----- INFORMATION SUPPLIED -----
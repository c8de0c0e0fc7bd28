//! Query result types for sql-tracer.
//!
//! Defines the structures used to represent query results from the database.

use std::fmt;

/// Represents the result of executing a SQL statement.
#[derive(Debug, Clone, Default, PartialEq)]
pub struct QueryResult {
    /// Column metadata for the result set.
    pub columns: Vec<ColumnInfo>,

    /// Rows of data, in fetch order.
    pub rows: Vec<Row>,
}

impl QueryResult {
    /// Creates a query result with the given columns and rows.
    pub fn with_data(columns: Vec<ColumnInfo>, rows: Vec<Row>) -> Self {
        Self { columns, rows }
    }

    /// Returns the column names in result order.
    pub fn column_names(&self) -> Vec<String> {
        self.columns.iter().map(|c| c.name.clone()).collect()
    }
}

/// Metadata about a column in a result set.
#[derive(Debug, Clone, Default, PartialEq, Eq)]
pub struct ColumnInfo {
    /// Column name.
    pub name: String,

    /// Column data type.
    pub data_type: String,
}

impl ColumnInfo {
    /// Creates a new column info with the given name and type.
    pub fn new(name: impl Into<String>, data_type: impl Into<String>) -> Self {
        Self {
            name: name.into(),
            data_type: data_type.into(),
        }
    }
}

/// A row of data from a query result.
pub type Row = Vec<Value>;

/// Represents a single value from a database query.
#[derive(Debug, Clone, Default, PartialEq)]
pub enum Value {
    /// NULL value.
    #[default]
    Null,

    /// Boolean value.
    Bool(bool),

    /// Signed integer (up to i64).
    Int(i64),

    /// Unsigned integer (MySQL `UNSIGNED` columns).
    UInt(u64),

    /// Floating point number.
    Float(f64),

    /// Text value, also used for DECIMAL and temporal columns.
    String(String),

    /// Binary data.
    Bytes(Vec<u8>),
}

impl Value {
    /// Converts the value to a string for terminal output.
    pub fn to_display_string(&self) -> String {
        match self {
            Value::Null => "NULL".to_string(),
            Value::Bytes(b) => format!("<{} bytes>", b.len()),
            other => other.to_csv_field(),
        }
    }

    /// Converts the value to the text written in a CSV export field.
    ///
    /// NULL becomes an empty field. Integral floats keep a trailing `.0` so
    /// they stay distinguishable from integer columns.
    pub fn to_csv_field(&self) -> String {
        match self {
            Value::Null => String::new(),
            Value::Bool(b) => b.to_string(),
            Value::Int(i) => i.to_string(),
            Value::UInt(u) => u.to_string(),
            Value::Float(f) if f.is_finite() && f.fract() == 0.0 && f.abs() < 1e16 => {
                format!("{f:.1}")
            }
            Value::Float(f) => f.to_string(),
            Value::String(s) => s.clone(),
            Value::Bytes(b) => String::from_utf8_lossy(b).into_owned(),
        }
    }
}

impl fmt::Display for Value {
    fn fmt(&self, f: &mut fmt::Formatter<'_>) -> fmt::Result {
        write!(f, "{}", self.to_display_string())
    }
}

// Conversion implementations for common types
impl From<bool> for Value {
    fn from(v: bool) -> Self {
        Value::Bool(v)
    }
}

impl From<i32> for Value {
    fn from(v: i32) -> Self {
        Value::Int(v as i64)
    }
}

impl From<i64> for Value {
    fn from(v: i64) -> Self {
        Value::Int(v)
    }
}

impl From<u64> for Value {
    fn from(v: u64) -> Self {
        Value::UInt(v)
    }
}

impl From<f64> for Value {
    fn from(v: f64) -> Self {
        Value::Float(v)
    }
}

impl From<String> for Value {
    fn from(v: String) -> Self {
        Value::String(v)
    }
}

impl From<&str> for Value {
    fn from(v: &str) -> Self {
        Value::String(v.to_string())
    }
}

impl<T> From<Option<T>> for Value
where
    T: Into<Value>,
{
    fn from(v: Option<T>) -> Self {
        match v {
            Some(val) => val.into(),
            None => Value::Null,
        }
    }
}

impl From<Vec<u8>> for Value {
    fn from(v: Vec<u8>) -> Self {
        Value::Bytes(v)
    }
}
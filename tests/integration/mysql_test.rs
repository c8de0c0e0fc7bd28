//! Live MySQL tests.
//!
//! Executes real statements through `MySqlClient` and the full query
//! pipeline. Skipped unless DATABASE_URL points at a MySQL server.

use sql_tracer::config::ConnectionConfig;
use sql_tracer::db::{DatabaseClient, MySqlClient, Value};
use sql_tracer::query::Query;
use sql_tracer::sql::TemplateVars;
use std::fs;
use std::sync::Arc;
use tempfile::tempdir;

/// Helper to get test database URL from environment.
fn get_test_database_url() -> Option<String> {
    std::env::var("DATABASE_URL").ok()
}

/// Helper to create a test client.
async fn get_test_client() -> Option<MySqlClient> {
    let url = get_test_database_url()?;
    let config = ConnectionConfig::from_connection_string(&url).ok()?;
    MySqlClient::connect(&config).await.ok()
}

#[tokio::test]
async fn test_value_conversions() {
    let Some(client) = get_test_client().await else {
        eprintln!("Skipping test: DATABASE_URL not set");
        return;
    };

    let result = client
        .execute_query(
            "SELECT CAST(-5 AS SIGNED) AS i, CAST(5 AS UNSIGNED) AS u, 1.5e0 AS f, \
             CAST('12.50' AS DECIMAL(6,2)) AS d, DATE('1992-03-04') AS day, NULL AS nothing",
        )
        .await
        .unwrap();

    assert_eq!(
        result.column_names(),
        vec!["i", "u", "f", "d", "day", "nothing"]
    );
    let row = &result.rows[0];
    assert_eq!(row[0], Value::Int(-5));
    assert_eq!(row[1], Value::UInt(5));
    assert_eq!(row[2], Value::Float(1.5));
    assert_eq!(row[3], Value::from("12.50"));
    assert_eq!(row[4], Value::from("1992-03-04"));
    assert_eq!(row[5], Value::Null);

    client.close().await.unwrap();
}

#[tokio::test]
async fn test_export_against_mysql() {
    let Some(client) = get_test_client().await else {
        eprintln!("Skipping test: DATABASE_URL not set");
        return;
    };
    let client: Arc<dyn DatabaseClient> = Arc::new(client);

    let dir = tempdir().unwrap();
    let source = dir.path().join("greeting.sql");
    fs::write(
        &source,
        "SELECT 'hello' AS greeting -- say hi\nFROM DUAL\nWHERE ${filter}\n",
    )
    .unwrap();

    let query = Query::new(&source, TemplateVars::new(), client.clone());
    let (report, export) = query.export(None).await.unwrap();

    assert_eq!(
        query.executable_str().unwrap(),
        "SELECT 'hello' AS greeting FROM DUAL"
    );
    assert!(report.is_file());
    assert_eq!(
        fs::read_to_string(export).unwrap(),
        "\"greeting\"\r\n\"hello\"\r\n"
    );

    client.close().await.unwrap();
}

#[tokio::test]
async fn test_values_outside_typed_decoding() {
    let Some(client) = get_test_client().await else {
        eprintln!("Skipping test: DATABASE_URL not set");
        return;
    };

    let result = client
        .execute_query(
            "SELECT CAST('{\"a\": 1}' AS JSON) AS doc, CAST('25:30:00' AS TIME) AS long_time, \
             CAST('-01:00:00' AS TIME) AS negative_time, CAST('09:00:05' AS TIME) AS short_time, \
             CAST(NULL AS JSON) AS no_doc",
        )
        .await
        .unwrap();

    let row: Vec<String> = result.rows[0].iter().map(|v| v.to_csv_field()).collect();
    assert_eq!(
        row,
        vec!["{\"a\": 1}", "1 day, 1:30:00", "-1 day, 23:00:00", "9:00:05", ""]
    );
    assert_eq!(result.rows[0][4], Value::Null);

    client.close().await.unwrap();
}

#[tokio::test]
async fn test_boolean_literals_export_as_numbers() {
    let Some(client) = get_test_client().await else {
        eprintln!("Skipping test: DATABASE_URL not set");
        return;
    };

    let result = client
        .execute_query("SELECT TRUE AS yes, FALSE AS no, b'101' AS bits")
        .await
        .unwrap();

    let row = &result.rows[0];
    assert_eq!(row[0], Value::Int(1));
    assert_eq!(row[1], Value::Int(0));
    assert_eq!(row[2], Value::Bytes(vec![5]));

    client.close().await.unwrap();
}
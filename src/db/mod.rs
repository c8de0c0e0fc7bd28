//! Database abstraction layer for sql-tracer.
//!
//! Provides a trait-based interface for statement execution, so the query
//! pipeline can run against MySQL or an in-memory mock interchangeably.

mod mock;
mod mysql;
mod types;

pub use mock::{FailingDatabaseClient, MockDatabaseClient};
pub use mysql::MySqlClient;
pub use types::{ColumnInfo, QueryResult, Row, Value};

use crate::config::ConnectionConfig;
use crate::error::Result;
use async_trait::async_trait;

/// Creates a database client for the given configuration.
///
/// This is the central factory function for database connections.
pub async fn connect(config: &ConnectionConfig) -> Result<Box<dyn DatabaseClient>> {
    let client = MySqlClient::connect(config).await?;
    Ok(Box::new(client))
}

/// Trait defining the interface for database clients.
///
/// Errors raised by the driver are returned unchanged; implementations do
/// not retry.
#[async_trait]
pub trait DatabaseClient: Send + Sync {
    /// Executes a SQL statement and returns every row with column metadata.
    ///
    /// Column metadata is reported even when the statement returns no rows.
    async fn execute_query(&self, sql: &str) -> Result<QueryResult>;

    /// Closes the database connection.
    async fn close(&self) -> Result<()>;
}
-----
PROBLEM DESCRIPTION:
The first line of the records and every line down to the line with "the result set." must be quoted exactly; leave out all else.

EXERCISE RESPONSE:
repository c8de0c0e0fc7bd28
//! Query result types for sql-tracer.
//!
//! Defines the structures used to represent query results from the database.

use std::fmt;

/// Represents the result of executing a SQL statement.
#[derive(Debug, Clone, Default, PartialEq)]
pub struct QueryResult {
    /// Column metadata for the result set.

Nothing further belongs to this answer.